Rabu 13 Nov 2013 19:32 WIB

Jimly: Konstitusi Mengakui Kesatuan Masyarakat Hukum Adat

Rep: Rusdy Nurdiansyah/ Red: Djibril Muhammad
Jimly Asshiddiqie
Foto: Yudhi Mahatma/Antara
Jimly Asshiddiqie

REPUBLIKA.CO.ID, LAMPUNG – Ketua Dewan Kehormatan Penyelenggara Pemilu (DKPP), Jimly Asshiddiqie mengatakan, Undang-Undang Dasar 1945 perubahan mengakui eksistensi kesatuan masyarakat hukum adat.

Namun dalam implementasinya kesadaran mengenai kesatuan masyarakat hukum adat ini belum memuaskan.

Menurut Jimly, dalam UUD 1954 Pasal 18 B ayat 2, negara mengakui dan menghormati kesatuan-kesatuan masyarakat hukum adat beserta hak-hak tradisionalnya sepanjang masih hidup dan sesuai dengan perkembangan masyarakat dan prinsip Negara Kesatuan Republik Indonesia yang diatur dalam UU.

Tapi, sejak 15 tahun reformasi hingga sekarang, belum sungguh-sungguh dipahami apalagi diimplementasikan serta dicerminkan dalam kebijakan publik.

"Kita hanya berpatokan pada UU No. 32 Tahun 2004 Tentang Pemda yang mencantumkan di dalamnya pasal-pasal bahwa urusan kesatuan masyarakat hukum adat tergantung bagaimana pengaturannya di dalam peraturan daerah (perda).
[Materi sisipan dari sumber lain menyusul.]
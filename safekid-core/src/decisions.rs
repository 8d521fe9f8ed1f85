//! Append-only log of parental decisions.

use rusqlite::{params, Connection, Row};

use crate::error::MessengerResult;
use crate::storage::helpers::{column, map_db_err, parse_column, query_all, to_i64, to_u64};
use crate::types::{AccountId, Decision, DecisionOutcome, DecisionSubject};

/// Appends a decision. Callers run this inside the deciding transaction.
pub(crate) fn record(
    conn: &Connection,
    subject: DecisionSubject,
    guardian_id: AccountId,
    outcome: DecisionOutcome,
    decided_at: u64,
) -> MessengerResult<Decision> {
    conn.execute(
        "INSERT INTO decisions (subject_kind, subject_id, guardian_id, outcome, decided_at)
         VALUES (?1, ?2, ?3, ?4, ?5)",
        params![
            subject.kind(),
            to_i64(subject.subject_id(), "subject id")?,
            to_i64(guardian_id, "guardian id")?,
            outcome.to_string(),
            to_i64(decided_at, "decided_at")?,
        ],
    )
    .map_err(|err| map_db_err(&err))?;
    Ok(Decision {
        id: to_u64(conn.last_insert_rowid(), "decision id")?,
        subject,
        guardian_id,
        outcome,
        decided_at,
    })
}

/// Returns every decision about `subject`, oldest first.
pub(crate) fn history(
    conn: &Connection,
    subject: DecisionSubject,
) -> MessengerResult<Vec<Decision>> {
    query_all(
        conn,
        "SELECT id, guardian_id, outcome, decided_at FROM decisions
         WHERE subject_kind = ?1 AND subject_id = ?2
         ORDER BY id",
        params![subject.kind(), to_i64(subject.subject_id(), "subject id")?],
        |row| map_decision(row, subject),
    )
}

fn map_decision(row: &Row<'_>, subject: DecisionSubject) -> MessengerResult<Decision> {
    let outcome: String = column(row, 2)?;
    Ok(Decision {
        id: to_u64(column(row, 0)?, "decision id")?,
        subject,
        guardian_id: to_u64(column(row, 1)?, "guardian id")?,
        outcome: parse_column(&outcome, "decision outcome")?,
        decided_at: to_u64(column(row, 3)?, "decided_at")?,
    })
}
//! Messenger database schema management.

use rusqlite::{Connection, OptionalExtension};

use crate::error::{MessengerError, MessengerResult};

use super::helpers::{current_unix_millis, map_db_err, to_i64};

pub(super) const MESSENGER_SCHEMA_VERSION: i64 = 1;

pub(super) fn ensure_schema(conn: &Connection) -> MessengerResult<()> {
    conn.execute_batch(
        "CREATE TABLE IF NOT EXISTS messenger_meta (
            schema_version  INTEGER NOT NULL,
            created_at      INTEGER NOT NULL,
            updated_at      INTEGER NOT NULL
        );",
    )
    .map_err(|err| map_db_err(&err))?;

    let existing: Option<i64> = conn
        .query_row(
            "SELECT schema_version FROM messenger_meta LIMIT 1;",
            [],
            |row| row.get(0),
        )
        .optional()
        .map_err(|err| map_db_err(&err))?;

    match existing {
        Some(version) if version == MESSENGER_SCHEMA_VERSION => ensure_tables(conn),
        Some(version) => Err(MessengerError::StoreUnavailable(format!(
            "unsupported schema version {version}"
        ))),
        None => {
            ensure_tables(conn)?;
            insert_meta(conn)
        }
    }
}

fn ensure_tables(conn: &Connection) -> MessengerResult<()> {
    conn.execute_batch(
        "CREATE TABLE IF NOT EXISTS accounts (
            id              INTEGER PRIMARY KEY AUTOINCREMENT,
            username        TEXT    NOT NULL UNIQUE,
            password_hash   TEXT    NOT NULL,
            role            TEXT    NOT NULL CHECK (role IN ('parent', 'child')),
            guardian_id     INTEGER REFERENCES accounts (id),
            CHECK ((role = 'child') = (guardian_id IS NOT NULL))
        );

        CREATE INDEX IF NOT EXISTS idx_accounts_guardian
        ON accounts (guardian_id);

        CREATE TABLE IF NOT EXISTS contact_links (
            id          INTEGER PRIMARY KEY AUTOINCREMENT,
            owner_id    INTEGER NOT NULL REFERENCES accounts (id),
            target_id   INTEGER NOT NULL REFERENCES accounts (id),
            state       TEXT    NOT NULL
                        CHECK (state IN ('pending', 'approved', 'rejected')),
            UNIQUE (owner_id, target_id)
        );

        CREATE TABLE IF NOT EXISTS messages (
            id                  INTEGER PRIMARY KEY AUTOINCREMENT,
            sender_id           INTEGER NOT NULL REFERENCES accounts (id),
            receiver_id         INTEGER NOT NULL REFERENCES accounts (id),
            body                TEXT    NOT NULL,
            created_at          INTEGER NOT NULL,
            approval_state      TEXT    NOT NULL
                                CHECK (approval_state IN
                                    ('auto_approved', 'pending', 'approved', 'rejected')),
            visible_to_child    INTEGER NOT NULL CHECK (visible_to_child IN (0, 1))
        );

        CREATE INDEX IF NOT EXISTS idx_messages_by_sender
        ON messages (sender_id, created_at);

        CREATE INDEX IF NOT EXISTS idx_messages_by_receiver
        ON messages (receiver_id, created_at);

        CREATE INDEX IF NOT EXISTS idx_messages_by_state
        ON messages (approval_state, created_at);

        CREATE TABLE IF NOT EXISTS decisions (
            id              INTEGER PRIMARY KEY AUTOINCREMENT,
            subject_kind    TEXT    NOT NULL CHECK (subject_kind IN ('contact', 'message')),
            subject_id      INTEGER NOT NULL,
            guardian_id     INTEGER NOT NULL REFERENCES accounts (id),
            outcome         TEXT    NOT NULL CHECK (outcome IN ('approved', 'rejected')),
            decided_at      INTEGER NOT NULL
        );

        CREATE INDEX IF NOT EXISTS idx_decisions_by_subject
        ON decisions (subject_kind, subject_id, id);",
    )
    .map_err(|err| map_db_err(&err))?;
    Ok(())
}

fn insert_meta(conn: &Connection) -> MessengerResult<()> {
    let now = to_i64(current_unix_millis()?, "created_at")?;
    conn.execute(
        "INSERT INTO messenger_meta (schema_version, created_at, updated_at)
         VALUES (?1, ?2, ?2)",
        [MESSENGER_SCHEMA_VERSION, now],
    )
    .map_err(|err| map_db_err(&err))?;
    Ok(())
}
Sementara, kalau diserahkan kepada perda pun tidak jelas apakah di perda provinsi atau perda kabupaten/ kota," ujar Jimly

Hal itu disampaikan dia dalam keterangan tertulis terkait kegiatan penyusunan strategi kebijakan pascaputusan Mahkamah Konstitusi (MK) Nomor 35/PUU-MK/2012 Tentang Pengakuan Hukum Adat dan Dinamika Masyarakat Adat di Lampung, Senin (11/11).
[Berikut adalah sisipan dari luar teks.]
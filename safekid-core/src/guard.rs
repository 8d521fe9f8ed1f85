//! Caller sessions and the access checks applied before every request.

use crate::error::{MessengerError, MessengerResult};
use crate::types::{Account, Role};

/// An authenticated caller.
///
/// Sessions are only minted by [`crate::Messenger`] after registration or a
/// successful password check, and every operation takes the session of the
/// caller explicitly. There is no ambient "current user".
///
/// A session is bound to the messenger instance that minted it. Account ids
/// are only unique within one store, so another instance refuses it.
#[derive(Debug, uniffi::Object)]
pub struct Session {
    account: Account,
    issuer: u64,
}

impl Session {
    pub(crate) const fn new(account: Account, issuer: u64) -> Self {
        Self { account, issuer }
    }

    /// Returns the authenticated account.
    #[must_use]
    pub const fn account(&self) -> &Account {
        &self.account
    }
}

#[uniffi::export]
impl Session {
    /// Returns a copy of the authenticated account.
    #[must_use]
    pub fn caller(&self) -> Account {
        self.account.clone()
    }

    /// Returns the caller's username.
    #[must_use]
    pub fn username(&self) -> String {
        self.account.username.clone()
    }

    /// Returns the caller's role.
    #[must_use]
    pub fn role(&self) -> Role {
        self.account.role
    }
}

/// Fails with [`MessengerError::Forbidden`] unless the session was minted by
/// the messenger instance `issuer`.
pub(crate) fn require_issued_by(caller: &Session, issuer: u64) -> MessengerResult<()> {
    if caller.issuer == issuer {
        Ok(())
    } else {
        log::warn!(
            "denied {}: session belongs to another messenger",
            caller.account.username
        );
        Err(MessengerError::Forbidden)
    }
}

/// Fails with [`MessengerError::Forbidden`] unless the caller has `role`.
pub(crate) fn require_role(caller: &Session, role: Role) -> MessengerResult<()> {
    if caller.account.role == role {
        Ok(())
    } else {
        log::debug!(
            "denied {} caller {}: requires {role}",
            caller.account.role,
            caller.account.username
        );
        Err(MessengerError::Forbidden)
    }
}

/// Fails with [`MessengerError::Forbidden`] unless the caller is `child`'s guardian.
pub(crate) fn require_guardian_of(caller: &Session, child: &Account) -> MessengerResult<()> {
    if caller.account.is_guardian_of(child) {
        Ok(())
    } else {
        log::debug!(
            "denied {}: not the guardian of {}",
            caller.account.username,
            child.username
        );
        Err(MessengerError::Forbidden)
    }
}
Sehingga, ia melanjutkan, ada daerah yang rajin membuat perda kesatuan masyarakat hukum adat, ada juga yang belum begitu rajin. Belum semua daerah punya perda terkait itu. Kalau pun ada daerah yang punya perda tentang kesatuan masyarakat hukum adat, itu pun masih sesuai dengan tafsir daerahnya masing-masing.

"Kebijakan mengenai kesatuan masyarakat hukum adat belum memuaskan. Sedangkan kita sedang menghadapi era baru, konsolidasi kekuasaan pasca reformasi," tutur pakar Tata Negara ini.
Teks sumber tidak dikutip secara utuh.